Fields of Dust: This should be a wheat field, but nothing has been harvested from here this year. The poorest farmers don’t have any irrigation systems for their fields and rely entirely on rain – which came late and sparse in the winter of 2010/2011. In the 14 provinces of Afghanistan affected by the drought, farmers have lost an average of 80 percent of the rain-fed harvest. (WFP/Silke Buhr)

Mazuri-Bibi is in her kitchen with her two children. Her entire food stocks are here: a bag of wheat from last year’s harvest, which will last her a month (WFP/Silke Buhr)

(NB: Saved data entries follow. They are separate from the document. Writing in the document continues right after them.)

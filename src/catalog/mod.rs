//! License catalog construction: the per-component discovery pipeline.
//!
//! For every component the walker hands over: declared licenses win; a
//! component without any is checked against the well-known table, then
//! against the remote finders. Whatever survives is normalized, resolved
//! against the policy store (expressions through the expression engine) and
//! filed into the catalog under its fingerprint key. A component that ends
//! up with nothing — including one whose remote lookup failed — is filed
//! under the `NOASSERTION` sentinel so it still appears in reports.

use crate::error::Result;
use crate::expression::parse_expression;
use crate::finder::LicenseFinderService;
use crate::model::{
    Component, LicenseChoice, LicenseLocation, PolicyStore, Service, UsagePolicy,
};
use crate::normalize::{LicenseKind, NameNormalizer, NormalizedLicense};
use crate::wellknown::lookup_well_known_licenses;
use indexmap::IndexMap;
use serde::Serialize;

/// Sentinel key for components and services without any license assertion.
pub const NO_ASSERTION: &str = "NOASSERTION";

/// Resource name for document-level licenses that belong to no component.
pub const NOT_APPLICABLE: &str = "N/A";

/// One resolved license occurrence.
#[derive(Debug, Clone, Serialize)]
pub struct LicenseFinding {
    /// Local BOM reference of the declaring entity
    pub bom_ref: String,
    /// Name of the declaring component or service
    pub resource_name: String,
    /// Where in the document the license was found
    pub location: LicenseLocation,
    /// The (possibly normalized) license choice that was resolved
    pub license_choice: LicenseChoice,
    /// How the fingerprint key resolves; `None` for `NOASSERTION` entries
    pub kind: Option<LicenseKind>,
    /// Canonical display name of the license or expression
    pub license: String,
    /// The organization's verdict
    pub usage_policy: UsagePolicy,
    /// Primary URLs of the resolved licenses, in visit order
    pub urls: Vec<String>,
}

/// Insertion-ordered catalog of findings grouped by fingerprint key.
#[derive(Debug, Default, Serialize)]
pub struct LicenseCatalog {
    entries: IndexMap<String, Vec<LicenseFinding>>,
}

impl LicenseCatalog {
    /// Findings filed under one fingerprint key.
    #[must_use]
    pub fn get(&self, key: &str) -> Option<&[LicenseFinding]> {
        self.entries.get(key).map(Vec::as_slice)
    }

    /// Iterate keys with their findings, in first-seen order.
    pub fn iter(&self) -> impl Iterator<Item = (&str, &[LicenseFinding])> {
        self.entries.iter().map(|(k, v)| (k.as_str(), v.as_slice()))
    }

    /// Every finding, in file order.
    pub fn findings(&self) -> impl Iterator<Item = &LicenseFinding> {
        self.entries.values().flatten()
    }

    /// Number of distinct fingerprint keys.
    #[must_use]
    pub fn len(&self) -> usize {
        self.entries.len()
    }

    /// Whether the catalog holds no findings.
    #[must_use]
    pub fn is_empty(&self) -> bool {
        self.entries.is_empty()
    }

    fn insert(&mut self, key: String, finding: LicenseFinding) {
        self.entries.entry(key).or_default().push(finding);
    }
}

/// Builds a [`LicenseCatalog`] one component or service at a time.
pub struct CatalogBuilder<'a> {
    policy_store: &'a PolicyStore,
    normalizer: NameNormalizer,
    finder_service: Option<LicenseFinderService>,
    catalog: LicenseCatalog,
}

impl<'a> CatalogBuilder<'a> {
    /// A builder without remote discovery: declared licenses and the
    /// well-known table only.
    #[must_use]
    pub fn new(policy_store: &'a PolicyStore) -> Self {
        Self {
            policy_store,
            normalizer: NameNormalizer::new(),
            finder_service: None,
            catalog: LicenseCatalog::default(),
        }
    }

    /// Attach remote discovery. The finder caches are loaded here and
    /// persisted when [`finish`](Self::finish) runs.
    #[must_use]
    pub fn with_finder_service(mut self, mut service: LicenseFinderService) -> Self {
        service.startup();
        self.finder_service = Some(service);
        self
    }

    /// Hash the document-level metadata licenses. Each choice is filed
    /// individually; there is no component to join them for.
    pub fn add_metadata_licenses(&mut self, licenses: &[LicenseChoice]) {
        for choice in licenses {
            self.hash_choice(
                choice.clone(),
                NOT_APPLICABLE.to_string(),
                NOT_APPLICABLE.to_string(),
                LicenseLocation::Metadata,
            );
        }
    }

    /// Hash the metadata component (the subject of the document) and its
    /// nested components.
    pub fn add_metadata_component(&mut self, component: &Component) {
        self.hash_component(component.clone(), LicenseLocation::MetadataComponent);
    }

    /// Hash a component from the document's component list, recursively.
    pub fn add_component(&mut self, component: &Component) {
        self.hash_component(component.clone(), LicenseLocation::Components);
    }

    /// Hash a service from the document's service list, recursively.
    pub fn add_service(&mut self, service: &Service) {
        self.hash_service(service, LicenseLocation::Services);
    }

    /// Persist finder caches and hand over the catalog.
    #[must_use]
    pub fn finish(mut self) -> LicenseCatalog {
        if let Some(service) = &mut self.finder_service {
            service.shutdown();
        }
        self.catalog
    }

    fn hash_component(&mut self, mut component: Component, location: LicenseLocation) {
        component.split_composite_name();

        let mut choices = component.licenses.clone();

        if choices.is_empty() {
            if let Some(well_known) = lookup_well_known_licenses(
                &component.group,
                &component.name,
                &component.version,
            ) {
                choices = well_known;
            }
        }

        if choices.is_empty() {
            choices = self.discover_licenses(&component);
        }

        let bom_ref = component.bom_ref.clone().unwrap_or_default();
        match self.normalizer.join_choices(&choices) {
            Some(choice) => {
                self.hash_choice(choice, bom_ref, component.name.clone(), location);
            }
            None => {
                tracing::warn!(
                    bom_ref = %bom_ref,
                    name = %component.name,
                    version = %component.version,
                    purl = %component.purl,
                    "no license found for component"
                );
                self.file_no_assertion(bom_ref, component.name.clone(), location);
            }
        }

        for nested in &component.components {
            self.hash_component(nested.clone(), location);
        }
    }

    fn hash_service(&mut self, service: &Service, location: LicenseLocation) {
        let bom_ref = service.bom_ref.clone().unwrap_or_default();
        if service.licenses.is_empty() {
            tracing::warn!(
                bom_ref = %bom_ref,
                name = %service.name,
                version = %service.version,
                "no license found for service"
            );
            self.file_no_assertion(bom_ref, service.name.clone(), location);
        } else {
            for choice in &service.licenses {
                self.hash_choice(
                    choice.clone(),
                    bom_ref.clone(),
                    service.name.clone(),
                    location,
                );
            }
        }

        for nested in &service.services {
            self.hash_service(nested, location);
        }
    }

    /// Consult the remote finders. Failures are logged and leave the
    /// component license-less; the walk continues.
    fn discover_licenses(&mut self, component: &Component) -> Vec<LicenseChoice> {
        let Some(service) = &mut self.finder_service else {
            return Vec::new();
        };
        if !service.is_applicable(component) {
            return Vec::new();
        }
        tracing::info!(
            coordinate = %component.coordinate(),
            purl = %component.purl,
            "looking up license remotely"
        );
        match service.find_licenses(component) {
            Ok(choices) => {
                if choices.is_empty() {
                    tracing::warn!(purl = %component.purl, "unable to detect licenses remotely");
                }
                choices
            }
            Err(e) => {
                tracing::warn!(purl = %component.purl, error = %e, "license lookup failed");
                Vec::new()
            }
        }
    }

    /// Normalize and resolve one choice, then file the finding.
    fn hash_choice(
        &mut self,
        choice: LicenseChoice,
        bom_ref: String,
        resource_name: String,
        location: LicenseLocation,
    ) {
        match self.resolve_choice(&choice) {
            Ok(Some((normalized, finding_parts))) => {
                self.catalog.insert(
                    normalized.key.clone(),
                    LicenseFinding {
                        bom_ref,
                        resource_name,
                        location,
                        license_choice: normalized.choice,
                        kind: Some(normalized.kind),
                        license: finding_parts.display_name,
                        usage_policy: finding_parts.usage_policy,
                        urls: finding_parts.urls,
                    },
                );
            }
            Ok(None) => {
                tracing::warn!(
                    bom_ref = %bom_ref,
                    resource_name = %resource_name,
                    "license choice carries no id, name, URL or expression"
                );
                self.file_no_assertion(bom_ref, resource_name, location);
            }
            Err(e) => {
                tracing::warn!(bom_ref = %bom_ref, resource_name = %resource_name, error = %e, "unable to hash license");
                self.file_no_assertion(bom_ref, resource_name, location);
            }
        }
    }

    fn resolve_choice(
        &self,
        choice: &LicenseChoice,
    ) -> Result<Option<(NormalizedLicense, ResolvedParts)>> {
        let Some(normalized) = self.normalizer.normalize(choice) else {
            return Ok(None);
        };

        let parts = match normalized.kind {
            LicenseKind::Id => {
                let record = self.policy_store.find_by_spdx_id(&normalized.key);
                ResolvedParts {
                    display_name: if record.name.is_empty() {
                        normalized.key.clone()
                    } else {
                        record.name.clone()
                    },
                    usage_policy: record.usage_policy,
                    urls: record.primary_url().map(ToString::to_string).into_iter().collect(),
                }
            }
            LicenseKind::Name => {
                let (name, url) = match &normalized.choice {
                    LicenseChoice::License(license) => {
                        (license.name.as_str(), license.url.as_str())
                    }
                    LicenseChoice::Expression(_) => ("", ""),
                };
                // The declared name wins over the declared URL; the URL
                // only decides when the name is absent or uncatalogued.
                let mut record = if name.is_empty() {
                    self.policy_store.find_by_url(url)
                } else {
                    self.policy_store.find_by_name(name)
                };
                if !record.usage_policy.is_defined() && !name.is_empty() && !url.is_empty() {
                    record = self.policy_store.find_by_url(url);
                }
                ResolvedParts {
                    display_name: if record.usage_policy.is_defined() && !record.name.is_empty() {
                        record.name.clone()
                    } else {
                        normalized.key.clone()
                    },
                    usage_policy: record.usage_policy,
                    urls: if record.usage_policy.is_defined() {
                        record.primary_url().map(ToString::to_string).into_iter().collect()
                    } else {
                        Vec::new()
                    },
                }
            }
            LicenseKind::Expression => {
                let root = parse_expression(self.policy_store, &normalized.key)?;
                ResolvedParts {
                    display_name: root
                        .compound_name
                        .clone()
                        .unwrap_or_else(|| normalized.key.clone()),
                    usage_policy: root.compound_usage_policy,
                    urls: root.urls,
                }
            }
        };
        Ok(Some((normalized, parts)))
    }

    fn file_no_assertion(
        &mut self,
        bom_ref: String,
        resource_name: String,
        location: LicenseLocation,
    ) {
        self.catalog.insert(
            NO_ASSERTION.to_string(),
            LicenseFinding {
                bom_ref,
                resource_name,
                location,
                license_choice: LicenseChoice::name(NO_ASSERTION),
                kind: None,
                license: NO_ASSERTION.to_string(),
                usage_policy: UsagePolicy::Undefined,
                urls: Vec::new(),
            },
        );
    }
}

struct ResolvedParts {
    display_name: String,
    usage_policy: UsagePolicy,
    urls: Vec<String>,
}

Earlier this fall Oxfam warned that in the 14 drought-affected provinces, "Many people in these areas were already suffering from chronic hunger. Nearly three quarters of the people living in the affected areas told relief agencies in August that they would run out of food in less than two months."

Today a joint statement from Oxfam and other aid agencies said the drought and food shortages are taking their toll in communities, "from the closure of schools, forced migration in order to find food and work and already vulnerable families forced deeper into debt in order to get through the winter."

Manohar Shenoy, the Afghanistan country director for Oxfam says, "Time was already running short. With snow falling in the highlands, the situation for many people has now become critical."

Many Afghan children had already lost their school feeding ration earlier this year when low funding for the UN World Food Programme forced cutbacks.

Shenoy says, “To survive, already vulnerable people are pushing themselves and their families to the extreme: sliding even deeper into debt and selling all rather than just some of their livestock. Meanwhile the chronic child labour problems in Afghanistan are being exacerbated, as younger children are being forced to work more, for less money. In the worst cases, destitute families are forced to marry off young girls and sell teenage sons to agents who then send them to work in cities. This not only causes anguish, but reverses important gains that Afghan society has made."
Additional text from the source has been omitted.